Billed as the National Ceasefire Agreement, it was the result of two-year-long efforts by both the government and other groups in ending the decades-long civil conflict in the country. However, seven groups of the 15 organisations involved in the negotiations backed out over mistrust. Some of the non-participating groups are vital for the Southeast Asian nation, which is carefully moving from military dictatorship to democracy.

"The National Ceasefire Agreement is a historic gift from us to the generations of the future. Even though the agreement is not nationwide yet, we will try harder to gain the agreement with other groups," said President Thein Sein, a former general, at the signing ceremony. The truncated list of groups partaking in the ceasefire is a blow to the president, who hoped to finish his five-year term on a high note.
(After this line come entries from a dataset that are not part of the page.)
//! Registry credentials for pushes
//!
//! Credentials come from the Docker CLI's `config.json`: inline `auths`
//! entries first, then the configured `credsStore` helper.

use crate::error::{BuildError, BuildResult};
use base64::Engine;
use bollard::auth::DockerCredentials;
use serde::Deserialize;
use std::collections::HashMap;
use std::io::Write;
use std::path::{Path, PathBuf};
use std::process::{Command, Stdio};

/// Registry used when an image reference names none
pub const DEFAULT_REGISTRY: &str = "docker.io";

/// Keys under which the Docker CLI stores Docker Hub logins
const DOCKER_HUB_KEYS: [&str; 3] = [
    "https://index.docker.io/v1/",
    "index.docker.io",
    "docker.io",
];

#[derive(Debug, Default, Deserialize)]
#[serde(rename_all = "camelCase")]
struct DockerConfigFile {
    #[serde(default)]
    auths: HashMap<String, AuthEntry>,
    #[serde(default)]
    creds_store: Option<String>,
}

#[derive(Debug, Deserialize)]
struct AuthEntry {
    /// base64 of `username:password`
    auth: Option<String>,
}

#[derive(Debug, Deserialize)]
#[serde(rename_all = "PascalCase")]
struct HelperResponse {
    username: String,
    secret: String,
}

/// Registry host of an image reference
///
/// The first path segment is a registry only when it looks like a host
/// (`ghcr.io/org/app`, `localhost:5000/app`); `gigantum/python3-minimal`
/// lives on Docker Hub.
pub fn registry_host(image: &str) -> &str {
    match image.split_once('/') {
        Some((first, _)) if first.contains('.') || first.contains(':') || first == "localhost" => {
            first
        }
        _ => DEFAULT_REGISTRY,
    }
}

/// Looks up credentials in a Docker `config.json`
#[derive(Debug, Clone)]
pub struct RegistryAuth {
    config_path: PathBuf,
}

impl Default for RegistryAuth {
    fn default() -> Self {
        Self::from_env()
    }
}

impl RegistryAuth {
    /// `$DOCKER_CONFIG/config.json`, or `~/.docker/config.json`
    pub fn from_env() -> Self {
        let dir = std::env::var_os("DOCKER_CONFIG")
            .map(PathBuf::from)
            .or_else(|| dirs::home_dir().map(|h| h.join(".docker")))
            .unwrap_or_else(|| PathBuf::from(".docker"));
        Self::with_config_path(dir.join("config.json"))
    }

    pub fn with_config_path(config_path: impl AsRef<Path>) -> Self {
        Self {
            config_path: config_path.as_ref().to_path_buf(),
        }
    }

    /// Credentials for pushing `image`, or `None` to push anonymously
    pub fn credentials_for(&self, image: &str) -> BuildResult<Option<DockerCredentials>> {
        let registry = registry_host(image);

        if !self.config_path.is_file() {
            tracing::debug!("Docker config not found at {}", self.config_path.display());
            return Ok(None);
        }
        let config = self.read_config()?;

        let keys: Vec<&str> = if registry == DEFAULT_REGISTRY {
            DOCKER_HUB_KEYS.to_vec()
        } else {
            vec![registry]
        };

        for key in &keys {
            if let Some(encoded) = config.auths.get(*key).and_then(|e| e.auth.as_deref())
                && let Some(creds) = decode_auth(encoded, key)?
            {
                tracing::debug!("Using stored credentials for {}", key);
                return Ok(Some(creds));
            }
        }

        if let Some(helper) = config.creds_store.as_deref() {
            for key in &keys {
                match run_helper(helper, key) {
                    Ok(Some(creds)) => return Ok(Some(creds)),
                    Ok(None) => {}
                    Err(e) => tracing::debug!("Credential helper {} failed: {}", helper, e),
                }
            }
        }

        tracing::debug!("No credentials for {}", registry);
        Ok(None)
    }

    fn read_config(&self) -> BuildResult<DockerConfigFile> {
        let auth_err = |message: String| BuildError::AuthFailed {
            registry: self.config_path.display().to_string(),
            message,
        };

        let content = std::fs::read_to_string(&self.config_path)
            .map_err(|e| auth_err(format!("cannot read config.json: {}", e)))?;
        serde_json::from_str(&content).map_err(|e| auth_err(format!("invalid config.json: {}", e)))
    }
}

fn decode_auth(encoded: &str, registry: &str) -> BuildResult<Option<DockerCredentials>> {
    let auth_err = |message: String| BuildError::AuthFailed {
        registry: registry.to_string(),
        message,
    };

    let decoded = base64::engine::general_purpose::STANDARD
        .decode(encoded.trim())
        .map_err(|e| auth_err(format!("invalid base64 in auth: {}", e)))?;
    let pair = String::from_utf8(decoded).map_err(|e| auth_err(format!("auth is not UTF-8: {}", e)))?;

    Ok(pair.split_once(':').map(|(user, pass)| DockerCredentials {
        username: Some(user.to_string()),
        password: Some(pass.to_string()),
        serveraddress: Some(registry.to_string()),
        ..Default::default()
    }))
}

/// Ask `docker-credential-<helper>` for the registry's secret
fn run_helper(helper: &str, registry: &str) -> BuildResult<Option<DockerCredentials>> {
    let program = format!("docker-credential-{}", helper);
    let auth_err = |message: String| BuildError::AuthFailed {
        registry: registry.to_string(),
        message,
    };

    let mut child = Command::new(&program)
        .arg("get")
        .stdin(Stdio::piped())
        .stdout(Stdio::piped())
        .stderr(Stdio::piped())
        .spawn()
        .map_err(|e| auth_err(format!("failed to run {}: {}", program, e)))?;

    if let Some(mut stdin) = child.stdin.take() {
        stdin.write_all(registry.as_bytes())?;
    }

    let output = child.wait_with_output()?;
    if !output.status.success() {
        // The helper exits non-zero when it has nothing stored for this registry
        return Ok(None);
    }

    let response: HelperResponse = serde_json::from_slice(&output.stdout)
        .map_err(|e| auth_err(format!("unexpected {} output: {}", program, e)))?;

    Ok(Some(DockerCredentials {
        username: Some(response.username),
        password: Some(response.secret),
        serveraddress: Some(registry.to_string()),
        ..Default::default()
    }))
}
Most of the groups who have signed the agreement - Karen National Union, Democratic Benevolent Karen Army, Karen Peace Council, Arakan Liberation Party, All-Burma Students' Democratic Front, Palaung National Liberation Organisation, and Chin National Front – hail from the Karen region bordering Thailand. The region is known for notorious drug-trafficking-backed armed insurgents.

United Wa State Army - the largest armed ethnic group – and Kachin Independence Organisation's armed wing, Kachin Independence Army are among the groups which did not sign the deal. The government has also removed the eight groups, who took part in the ceasefire agreement, from the list of blacklisted organisations. The country's well-known opposition leader Aung San Suu Kyi, a Nobel peace laureate, neither attended the signing ceremony in Naypyidaw nor endorsed the process.

Despite the setback over the absentees, the state-run Global New Light of Myanmar hailed the agreement saying it would pave the way for a "fully-fledged peace process that will end more than 60 years of civil conflict". The talks crumbled earlier in October when many rebel organisations wanted to include insurgent groups, who are fiercely fighting the army, in the ceasefire agreement.

The government's chief negotiator, Aung Min earlier wrote: "The NCA is the first small step towards bringing our fractured society of many different ethnicities and religions into a dialogue to shape the future of our country on equal terms." The deal has also come just weeks ahead of the proposed general elections in November, the first credible democratic process in decades.

The government of Myanmar, formerly Burma, has been engaged in conflict with multiple ethnic groups since the country got independence from Britain in 1948. Nearly 40% of the population belong to ethnic minority groups and many have suffered discrimination and persecution under the country's harsh military rule for half a century.